Entrevista com António Grosso sobre abusos na Igreja e JMJ

8 de Agosto, 2023

Falamos com António Grosso, dirigente do MAS, sindicalista bancário e co-fundador da associação Coração Silenciado, que apoia vítimas de abusos sexuais na Igreja Católica em Portugal.

António, foste uma das testemunhas ouvidas pela Comissão Independente que publicou, em fevereiro deste ano, um relatório sobre os abusos sexuais contra crianças e jovens na Igreja Católica portuguesa, que concluiu ter havido mais de 4800 casos. Desde então, verificaram-se alguns avanços?

AG: No seio da Igreja católica portuguesa, não encontro avanços nenhuns. No seio da sociedade portuguesa, sim. De facto, a comunicação social veio a dar considerável destaque ao tema; e muitos dos próprios fiéis, à saída das missas, logo que foi conhecida a reação dos bispos a esse relatório, vieram criticar os bispos. Na verdade, a postura da Igreja católica portuguesa foi muito negativa, indigna e depreciativa em relação ao trabalho e resultados apurados pela Comissão Independente. No intuito de continuar a encobrir, pretenderam reduzir o relatório a uma lista de padres acusados “sem provas”. Ora, eram mais de 500 páginas com mais de 500 provas testemunhais. Desprezaram estas e vieram até dizer que aquilo foram “casos ocorridos há mais de 50, 60 e 70 anos, quando nem sequer era crime público; eram meros atentados ao pudor, tratados com boas palavras” – disse o próprio Cardeal Patriarca de Lisboa, que também acrescentou “falar de indemnizações era insultuoso” para as vítimas. Acresce que os organizadores da JMJ nem uma linha sobre o assunto puseram no programa das jornadas. Mas devo dizer que o trabalho da Comissão Independente foi, sem dúvida, um grande avanço inicial, todavia muito travado.

Como vês a postura da Igreja e do Governo, particularmente no decorrer da JMJ, em relação a este problema?

AG: A postura da Igreja católica portuguesa foi vergonhosa, como já disse, e a do Governo não lhe fica atrás. Este Estado que se diz “laico”, mas afinal tão devotado ao catolicismo e às isenções fiscais à Igreja, também assobiou para o lado. Não surgiu nenhuma iniciativa por parte dos ministérios que tutelam a justiça ou a educação ou a saúde, que manifestasse apoio às vítimas de abusos (sexuais e não só – houve igualmente muita violência física e psicológica dentro dos seminários e conventos, etc) e que concretizasse, sem medo dos bispos, alguma atitude que obrigasse a Igreja a avançar com indemnizações ou alguma proposta para por fim às prescrições de crimes sexuais. É que o trauma de uma menina violada não prescreve; o trauma de um menino abusado não prescreve. E a prescrição resulta num troféu entregue ao abusador, ao criminoso.

Durante a JMJ, houve vários sinais de protesto contra a falta de separação entre os interesses da Igreja e do Estado, não só devido à inação perante os abusos sexuais, mas também por causa dos elevados gastos públicos com o evento. Esta é uma crítica válida?

AG: Afinal, querer é poder, como se costuma dizer. E quando o Governo quer – por mais irónico que pareça – pode. Pode multiplicar o número de carreias nos transportes públicos.
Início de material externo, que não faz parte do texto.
impl GamificationService {
    pub fn new(db: PgPool) -> Self {
        Self { db }
    }

    // ========================================================================
    // Points
    // ========================================================================

    /// Award points in a category, applying its multiplier
    pub async fn award_points(
        &self,
        user_id: Uuid,
        category_slug: &str,
        base_points: i32,
        description: &str,
        reference: Option<PointsReference<'_>>,
    ) -> AppResult<PointTransaction> {
        let category = sqlx::query_as::<_, PointCategory>(
            "SELECT id, slug, name, multiplier, is_active FROM point_categories WHERE slug = $1",
        )
        .bind(category_slug)
        .fetch_optional(&self.db)
        .await?
        .ok_or_else(|| AppError::NotFound("Point category".to_string()))?;

        if !category.is_active {
            return Err(AppError::rule("Point category is not active"));
        }

        let points = scaled_points(base_points, category.multiplier);

        let mut tx = self.db.begin().await?;
        let transaction = credit(
            &mut tx,
            user_id,
            Some(category.id),
            TransactionType::Earned,
            points,
            description,
            reference,
        )
        .await?;
        tx.commit().await?;

        tracing::debug!(user_id = %user_id, category = category_slug, points, "Points awarded");

        Ok(transaction)
    }

    /// Deduct available points (total points are never reduced)
    pub async fn deduct_points(
        &self,
        user_id: Uuid,
        amount: i32,
        description: &str,
    ) -> AppResult<PointTransaction> {
        let mut tx = self.db.begin().await?;
        let points = lock_points(&mut tx, user_id).await?;

        check_deduction(points.available_points, amount).map_err(AppError::rule)?;

        sqlx::query(
            "UPDATE user_points SET available_points = available_points - $2, updated_at = NOW() WHERE user_id = $1",
        )
        .bind(user_id)
        .bind(amount)
        .execute(&mut *tx)
        .await?;

        let transaction = sqlx::query_as::<_, PointTransaction>(&format!(
            r#"
            INSERT INTO point_transactions (user_id, transaction_type, points, description)
            VALUES ($1, 'deducted', $2, $3)
            RETURNING {}
            "#,
            TRANSACTION_COLUMNS
        ))
        .bind(user_id)
        .bind(-amount)
        .bind(description)
        .fetch_one(&mut *tx)
        .await?;

        tx.commit().await?;
        Ok(transaction)
    }

    // ========================================================================
    // Event hooks
    // ========================================================================

    /// Points and badges for a completed course
    pub async fn on_course_completed(&self, user_id: Uuid, enrollment_id: Uuid) -> AppResult<()> {
        self.award_points(
            user_id,
            "training",
            COURSE_COMPLETION_POINTS,
            "Course completed",
            Some(PointsReference {
                kind: "enrollment",
                id: enrollment_id,
            }),
        )
        .await?;
        self.check_badges(user_id, Some(enrollment_id)).await?;
        Ok(())
    }

    /// Points and badges for a graded assessment attempt
    pub async fn on_assessment_graded(
        &self,
        user_id: Uuid,
        attempt_id: Uuid,
        score: Decimal,
    ) -> AppResult<()> {
        self.award_points(
            user_id,
            "assessment",
            assessment_points(score),
            "Assessment graded",
            Some(PointsReference {
                kind: "assessment_attempt",
                id: attempt_id,
            }),
        )
        .await?;
        if score >= Decimal::from(ASSESSMENT_ACE_SCORE) {
            self.award_badge(user_id, "assessment-ace", Some(attempt_id))
                .await?;
        }
        Ok(())
    }

    /// Points and badges for an issued certificate
    pub async fn on_certificate_issued(&self, user_id: Uuid, certificate_id: Uuid) -> AppResult<()> {
        self.award_points(
            user_id,
            "certification",
            CERTIFICATION_POINTS,
            "Certificate earned",
            Some(PointsReference {
                kind: "certificate",
                id: certificate_id,
            }),
        )
        .await?;
        self.check_badges(user_id, Some(certificate_id)).await?;
        Ok(())
    }

    // ========================================================================
    // Badges
    // ========================================================================

    /// Award a badge once per user; returns the badge only when newly earned
    pub async fn award_badge(
        &self,
        user_id: Uuid,
        slug: &str,
        reference_id: Option<Uuid>,
    ) -> AppResult<Option<Badge>> {
        let badge = sqlx::query_as::<_, Badge>(
            "SELECT id, slug, name, description, points_reward, is_active FROM badges WHERE slug = $1",
        )
        .bind(slug)
        .fetch_optional(&self.db)
        .await?
        .ok_or_else(|| AppError::NotFound("Badge".to_string()))?;

        if !badge.is_active {
            return Ok(None);
        }

        let mut tx = self.db.begin().await?;

        let inserted = sqlx::query(
            r#"
            INSERT INTO user_badges (user_id, badge_id, reference_id)
            VALUES ($1, $2, $3)
            ON CONFLICT (user_id, badge_id) DO NOTHING
            "#,
        )
        .bind(user_id)
        .bind(badge.id)
        .bind(reference_id)
        .execute(&mut *tx)
        .await?
        .rows_affected();

        if inserted == 0 {
            return Ok(None);
        }

        if badge.points_reward > 0 {
            credit(
                &mut tx,
                user_id,
                None,
                TransactionType::Bonus,
                badge.points_reward,
                &format!("Badge earned: {}", badge.name),
                Some(PointsReference {
                    kind: "badge",
                    id: badge.id,
                }),
            )
            .await?;
        }

        tx.commit().await?;

        tracing::info!(user_id = %user_id, badge = %badge.slug, "Badge earned");

        NotificationService::new(self.db.clone())
            .send(
                SendNotification::new(user_id, NotificationType::BadgeEarned, NotificationChannel::InApp)
                    .with("badge_name", &badge.name)
                    .titled(&badge.name, &badge.description),
            )
            .await?;

        Ok(Some(badge))
    }

    /// Evaluate course and certificate badges from the user's counters
    pub async fn check_badges(
        &self,
        user_id: Uuid,
        reference_id: Option<Uuid>,
    ) -> AppResult<Vec<Badge>> {
        let (completed, certificates) = sqlx::query_as::<_, (i64, i64)>(
            r#"
            SELECT
                (SELECT COUNT(*) FROM enrollments WHERE user_id = $1 AND status = 'completed'),
                (SELECT COUNT(*) FROM certificates WHERE user_id = $1 AND status = 'issued')
            "#,
        )
        .bind(user_id)
        .fetch_one(&self.db)
        .await?;

        let mut earned = Vec::new();
        for slug in course_badges(completed, certificates) {
            if let Some(badge) = self.award_badge(user_id, slug, reference_id).await? {
                earned.push(badge);
            }
        }
        Ok(earned)
    }

    /// Badge catalog
    pub async fn list_badges(&self) -> AppResult<Vec<Badge>> {
        let badges = sqlx::query_as::<_, Badge>(
            "SELECT id, slug, name, description, points_reward, is_active FROM badges WHERE is_active = true ORDER BY points_reward, name",
        )
        .fetch_all(&self.db)
        .await?;
        Ok(badges)
    }

    // ========================================================================
    // Queries
    // ========================================================================

    /// Top users for a period
    pub async fn leaderboard(&self, query: LeaderboardQuery) -> AppResult<Vec<LeaderboardEntry>> {
        let period = query.period.unwrap_or_default();
        let limit = query.limit.unwrap_or(10).clamp(1, 100);
        let column = period.points_column();

        let entries = sqlx::query_as::<_, LeaderboardEntry>(&format!(
            r#"
            SELECT
                RANK() OVER (ORDER BY up.{col} DESC) AS rank,
                up.user_id,
                u.first_name || ' ' || u.last_name AS full_name,
                up.{col} AS points,
                up.level
            FROM user_points up
            JOIN users u ON u.id = up.user_id
            WHERE u.status = 'active' AND up.{col} > 0
            ORDER BY up.{col} DESC, u.last_name
            LIMIT $1
            "#,
            col = column
        ))
        .bind(limit)
        .fetch_all(&self.db)
        .await?;
        Ok(entries)
    }

    /// Points, level, rank and badges of a user
    pub async fn my_stats(&self, user_id: Uuid) -> AppResult<UserStats> {
        let points = self.get_points(user_id).await?;

        let levels = sqlx::query_as::<_, Level>(
            "SELECT number, name, min_points FROM levels ORDER BY min_points",
        )
        .fetch_all(&self.db)
        .await?;

        let level = levels
            .iter()
            .filter(|l| l.min_points <= points.total_points)
            .last()
            .cloned();
        let next_level = levels
            .iter()
            .find(|l| l.min_points > points.total_points)
            .cloned();
        let points_to_next_level = next_level
            .as_ref()
            .map(|l| l.min_points - points.total_points);

        let rank = sqlx::query_scalar::<_, i64>(
            "SELECT COUNT(*) + 1 FROM user_points WHERE total_points > $1",
        )
        .bind(points.total_points)
        .fetch_one(&self.db)
        .await?;

        let badges = sqlx::query_as::<_, EarnedBadge>(
            r#"
            SELECT b.slug, b.name, b.description, ub.reference_id, ub.earned_at
            FROM user_badges ub
            JOIN badges b ON b.id = ub.badge_id
            WHERE ub.user_id = $1
            ORDER BY ub.earned_at DESC
            "#,
        )
        .bind(user_id)
        .fetch_all(&self.db)
        .await?;

        Ok(UserStats {
            points,
            level,
            next_level,
            points_to_next_level,
            rank,
            badges,
        })
    }

    /// Point totals, creating an empty ledger if missing
    pub async fn get_points(&self, user_id: Uuid) -> AppResult<UserPoints> {
        let points = sqlx::query_as::<_, UserPoints>(&format!(
            r#"
            INSERT INTO user_points (user_id, level) VALUES ($1, 1)
            ON CONFLICT (user_id) DO UPDATE SET user_id = EXCLUDED.user_id
            RETURNING {}
            "#,
            POINTS_COLUMNS
        ))
        .bind(user_id)
        .fetch_one(&self.db)
        .await?;
        Ok(points)
    }

    /// Ledger history, newest first
    pub async fn history(
        &self,
        user_id: Uuid,
        page: Option<u32>,
        per_page: Option<u32>,
    ) -> AppResult<PaginatedResponse<PointTransaction>> {
        let pagination = Pagination::from_query(page, per_page);

        let total = sqlx::query_scalar::<_, i64>(
            "SELECT COUNT(*) FROM point_transactions WHERE user_id = $1",
        )
        .bind(user_id)
        .fetch_one(&self.db)
        .await?;

        let items = sqlx::query_as::<_, PointTransaction>(&format!(
            r#"
            SELECT {}
            FROM point_transactions
            WHERE user_id = $1
            ORDER BY created_at DESC
            LIMIT $2 OFFSET $3
            "#,
            TRANSACTION_COLUMNS
        ))
        .bind(user_id)
        .bind(pagination.limit())
        .bind(pagination.offset())
        .fetch_all(&self.db)
        .await?;

        Ok(PaginatedResponse::new(items, &pagination, total.max(0) as u64))
    }

    /// Zero the weekly counters
    pub async fn reset_weekly(&self) -> AppResult<u64> {
        let result = sqlx::query(
            "UPDATE user_points SET weekly_points = 0, updated_at = NOW() WHERE weekly_points <> 0",
        )
        .execute(&self.db)
        .await?;
        Ok(result.rows_affected())
    }

    /// Zero the monthly counters
    pub async fn reset_monthly(&self) -> AppResult<u64> {
        let result = sqlx::query(
            "UPDATE user_points SET monthly_points = 0, updated_at = NOW() WHERE monthly_points <> 0",
        )
        .execute(&self.db)
        .await?;
        Ok(result.rows_affected())
    }
}
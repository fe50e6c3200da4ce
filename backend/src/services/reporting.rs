//! Reporting service for dashboards, compliance and CSV export

use chrono::{DateTime, Utc};
use rust_decimal::Decimal;
use serde::{Deserialize, Serialize};
use shared::models::{completion_rate, CertificateStatus};
use sqlx::PgPool;
use uuid::Uuid;

use crate::error::{AppError, AppResult};
use crate::services::user::normalize_profile;

/// Reporting service
#[derive(Clone)]
pub struct ReportingService {
    db: PgPool,
}

/// Enrollment count per status
#[derive(Debug, Serialize, sqlx::FromRow)]
pub struct StatusCount {
    pub status: String,
    pub count: i64,
}

/// Dashboard metrics
#[derive(Debug, Serialize)]
pub struct DashboardMetrics {
    pub active_users: i64,
    pub courses_published: i64,
    pub enrollments_by_status: Vec<StatusCount>,
    pub total_enrollments: i64,
    pub completion_rate: Decimal,
    pub certificates_active: i64,
    pub certificates_expiring: i64,
}

/// Mandatory-course compliance of one worker
#[derive(Debug, Serialize, sqlx::FromRow)]
pub struct ComplianceRow {
    pub user_id: Uuid,
    pub user_name: String,
    pub document_number: String,
    pub job_profile: Option<String>,
    pub mandatory_courses: i64,
    pub completed_courses: i64,
    #[sqlx(skip)]
    pub compliance_rate: Decimal,
}

/// Compliance report
#[derive(Debug, Serialize)]
pub struct ComplianceReport {
    pub job_profile: Option<String>,
    pub users: Vec<ComplianceRow>,
    pub fully_compliant: usize,
    pub overall_rate: Decimal,
}

/// Certificate register row
#[derive(Debug, Serialize, sqlx::FromRow)]
pub struct CertificateRow {
    pub certificate_number: String,
    pub user_name: String,
    pub document_number: String,
    pub course_code: String,
    pub course_title: String,
    pub status: CertificateStatus,
    pub issued_at: DateTime<Utc>,
    pub expires_at: Option<DateTime<Utc>>,
}

/// Report filter parameters
#[derive(Debug, Default, Deserialize)]
pub struct ReportFilter {
    pub job_profile: Option<String>,
    pub status: Option<CertificateStatus>,
}

/// Expiry window used by the dashboard
const DASHBOARD_EXPIRY_DAYS: f64 = 30.0;

impl ReportingService {
    pub fn new(db: PgPool) -> Self {
        Self { db }
    }

    /// Get dashboard metrics
    pub async fn dashboard(&self) -> AppResult<DashboardMetrics> {
        let (active_users, courses_published, certificates_active, certificates_expiring) =
            sqlx::query_as::<_, (i64, i64, i64, i64)>(
                r#"
                SELECT
                    (SELECT COUNT(*) FROM users WHERE status = 'active'),
                    (SELECT COUNT(*) FROM courses WHERE status = 'published'),
                    (SELECT COUNT(*) FROM certificates
                        WHERE status = 'issued' AND (expires_at IS NULL OR expires_at > NOW())),
                    (SELECT COUNT(*) FROM certificates
                        WHERE status = 'issued'
                          AND expires_at > NOW()
                          AND expires_at <= NOW() + ($1 * INTERVAL '1 day'))
                "#,
            )
            .bind(DASHBOARD_EXPIRY_DAYS)
            .fetch_one(&self.db)
            .await?;

        let enrollments_by_status = sqlx::query_as::<_, StatusCount>(
            r#"
            SELECT status::text AS status, COUNT(*) AS count
            FROM enrollments
            GROUP BY status
            ORDER BY status
            "#,
        )
        .fetch_all(&self.db)
        .await?;

        let total_enrollments: i64 = enrollments_by_status.iter().map(|s| s.count).sum();
        let completed = enrollments_by_status
            .iter()
            .find(|s| s.status == "completed")
            .map(|s| s.count)
            .unwrap_or(0);

        Ok(DashboardMetrics {
            active_users,
            courses_published,
            total_enrollments,
            completion_rate: completion_rate(completed, total_enrollments),
            enrollments_by_status,
            certificates_active,
            certificates_expiring,
        })
    }

    /// Mandatory-course completion per active worker
    pub async fn compliance(&self, job_profile: Option<&str>) -> AppResult<ComplianceReport> {
        let profile = job_profile.map(normalize_profile).filter(|p| !p.is_empty());

        // Mandatory courses are the published ones targeting the worker's profile, or everyone
        let mut users = sqlx::query_as::<_, ComplianceRow>(
            r#"
            SELECT
                u.id AS user_id,
                u.first_name || ' ' || u.last_name AS user_name,
                u.document_number,
                u.job_profile,
                COUNT(c.id) AS mandatory_courses,
                COUNT(e.id) FILTER (WHERE e.status = 'completed') AS completed_courses
            FROM users u
            LEFT JOIN courses c
                ON c.status = 'published'
               AND c.course_type = 'mandatory'
               AND (cardinality(c.target_profiles) = 0 OR u.job_profile = ANY(c.target_profiles))
            LEFT JOIN enrollments e ON e.course_id = c.id AND e.user_id = u.id
            WHERE u.status = 'active'
              AND ($1::text IS NULL OR u.job_profile = $1)
            GROUP BY u.id, u.first_name, u.last_name, u.document_number, u.job_profile
            ORDER BY u.last_name, u.first_name
            "#,
        )
        .bind(&profile)
        .fetch_all(&self.db)
        .await?;

        for row in &mut users {
            row.compliance_rate = if row.mandatory_courses == 0 {
                Decimal::from(100)
            } else {
                completion_rate(row.completed_courses, row.mandatory_courses)
            };
        }

        let fully_compliant = users
            .iter()
            .filter(|u| u.completed_courses >= u.mandatory_courses)
            .count();
        let required: i64 = users.iter().map(|u| u.mandatory_courses).sum();
        let done: i64 = users.iter().map(|u| u.completed_courses).sum();

        Ok(ComplianceReport {
            job_profile: profile,
            overall_rate: if required == 0 {
                Decimal::from(100)
            } else {
                completion_rate(done, required)
            },
            fully_compliant,
            users,
        })
    }

    /// Certificate register
    pub async fn certificates(&self, status: Option<CertificateStatus>) -> AppResult<Vec<CertificateRow>> {
        let rows = sqlx::query_as::<_, CertificateRow>(
            r#"
            SELECT
                c.certificate_number,
                u.first_name || ' ' || u.last_name AS user_name,
                u.document_number,
                co.code AS course_code,
                co.title AS course_title,
                c.status,
                c.issued_at,
                c.expires_at
            FROM certificates c
            JOIN users u ON u.id = c.user_id
            JOIN courses co ON co.id = c.course_id
            WHERE ($1::certificate_status IS NULL OR c.status = $1)
            ORDER BY c.issued_at DESC
            "#,
        )
        .bind(status)
        .fetch_all(&self.db)
        .await?;
        Ok(rows)
    }

    /// Compliance report as CSV
    pub async fn compliance_csv(&self, job_profile: Option<&str>) -> AppResult<String> {
        let report = self.compliance(job_profile).await?;
        compliance_to_csv(&report.users)
    }

    /// Certificate register as CSV
    pub async fn certificates_csv(&self, status: Option<CertificateStatus>) -> AppResult<String> {
        let rows = self.certificates(status).await?;
        certificates_to_csv(&rows)
    }
}

fn csv_error(e: impl std::fmt::Display) -> AppError {
    AppError::Internal(format!("CSV export failed: {}", e))
}

fn compliance_to_csv(rows: &[ComplianceRow]) -> AppResult<String> {
    let mut writer = csv::Writer::from_writer(Vec::new());
    writer
        .write_record([
            "document_number",
            "name",
            "job_profile",
            "mandatory_courses",
            "completed_courses",
            "compliance_rate",
        ])
        .map_err(csv_error)?;
    for row in rows {
        writer
            .write_record([
                row.document_number.clone(),
                row.user_name.clone(),
                row.job_profile.clone().unwrap_or_default(),
                row.mandatory_courses.to_string(),
                row.completed_courses.to_string(),
                row.compliance_rate.to_string(),
            ])
            .map_err(csv_error)?;
    }
    let bytes = writer.into_inner().map_err(csv_error)?;
    String::from_utf8(bytes).map_err(csv_error)
}

fn certificates_to_csv(rows: &[CertificateRow]) -> AppResult<String> {
    let mut writer = csv::Writer::from_writer(Vec::new());
    writer
        .write_record([
            "certificate_number",
            "name",
            "document_number",
            "course_code",
            "course_title",
            "status",
            "issued_at",
            "expires_at",
        ])
        .map_err(csv_error)?;
    for row in rows {
        let status = match row.status {
            CertificateStatus::Issued => "issued",
            CertificateStatus::Revoked => "revoked",
            CertificateStatus::Expired => "expired",
        };
        writer
            .write_record([
                row.certificate_number.clone(),
                row.user_name.clone(),
                row.document_number.clone(),
                row.course_code.clone(),
                row.course_title.clone(),
                status.to_string(),
                row.issued_at.format("%Y-%m-%d").to_string(),
                row.expires_at
                    .map(|d| d.format("%Y-%m-%d").to_string())
                    .unwrap_or_default(),
            ])
            .map_err(csv_error)?;
    }
    let bytes = writer.into_inner().map_err(csv_error)?;
    String::from_utf8(bytes).map_err(csv_error)
}

#[cfg(test)]
mod tests {
    use super::*;

    #[test]
    fn test_compliance_csv_quotes_fields() {
        let rows = vec![ComplianceRow {
            user_id: Uuid::nil(),
            user_name: "Pérez, Juan".to_string(),
            document_number: "1020304050".to_string(),
            job_profile: Some("OPERARIO".to_string()),
            mandatory_courses: 4,
            completed_courses: 3,
            compliance_rate: Decimal::from(75),
        }];
        let csv = compliance_to_csv(&rows).unwrap();
        let mut lines = csv.lines();
        assert_eq!(
            lines.next(),
            Some("document_number,name,job_profile,mandatory_courses,completed_courses,compliance_rate")
        );
        assert_eq!(lines.next(), Some("1020304050,\"Pérez, Juan\",OPERARIO,4,3,75"));
    }

    #[test]
    fn test_certificates_csv_blank_expiry() {
        let rows = vec![CertificateRow {
            certificate_number: "SD-202501-1A2B3C4D".to_string(),
            user_name: "Ana Ruiz".to_string(),
            document_number: "123".to_string(),
            course_code: "SST-001".to_string(),
            course_title: "Alturas".to_string(),
            status: CertificateStatus::Issued,
            issued_at: "2025-01-15T08:00:00Z".parse().unwrap(),
            expires_at: None,
        }];
        let csv = certificates_to_csv(&rows).unwrap();
        assert!(csv.ends_with("SD-202501-1A2B3C4D,Ana Ruiz,123,SST-001,Alturas,issued,2025-01-15,\n"));
    }
}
Pode ignorar a transparência e ultrapassar as regras dos concursos públicos, fazendo ajustes directos no interesse da Igreja e de outros; pode ignorar as leis laborais e obrigar trabalhadores a não gozar férias marcadas ou a serem deslocados ad hoc para fora da sua área de trabalho regular, como foi o caso dos bombeiros, dos polícias, dos médicos, dos trabalhadores dos transportes – desde logo sectores esses já de si muito pressionados nos seus horários e mal pagos. E pode arranjar todo o dinheiro que for preciso para fazer a vontade à Igreja, à ostentação, às mordomias, ao contrário da disposição sempre hostil relativamente às reivindicações dos trabalhadores e à melhoria das condições de vida, nomeadamente de salários e de habitação. Todavia, temos de saudar aqueles que apesar de toda a pressão à volta da JMJ, não se submeteram e lutaram pelos seus direitos – caso das greves de médicos e de enfermeiros.

Consideras que a JMJ veio dar mais visibilidade a todos estes problemas? O que fazer agora?

AG: A visibilidade não a teremos se não continuarmos crentes nas nossas próprias forças enquanto trabalhadores. A visibilidade que estes problemas tiveram, apenas devemos não esquecê-la e sempre que for preciso é lembrá-la, para que se perceba a incoerência das políticas governativas e se denunciem os desvios de dinheiro, regra geral a favor do capital, das isenções fiscais a quem não precisa delas; e de como sempre há milhões para uns e apenas tostões para outros.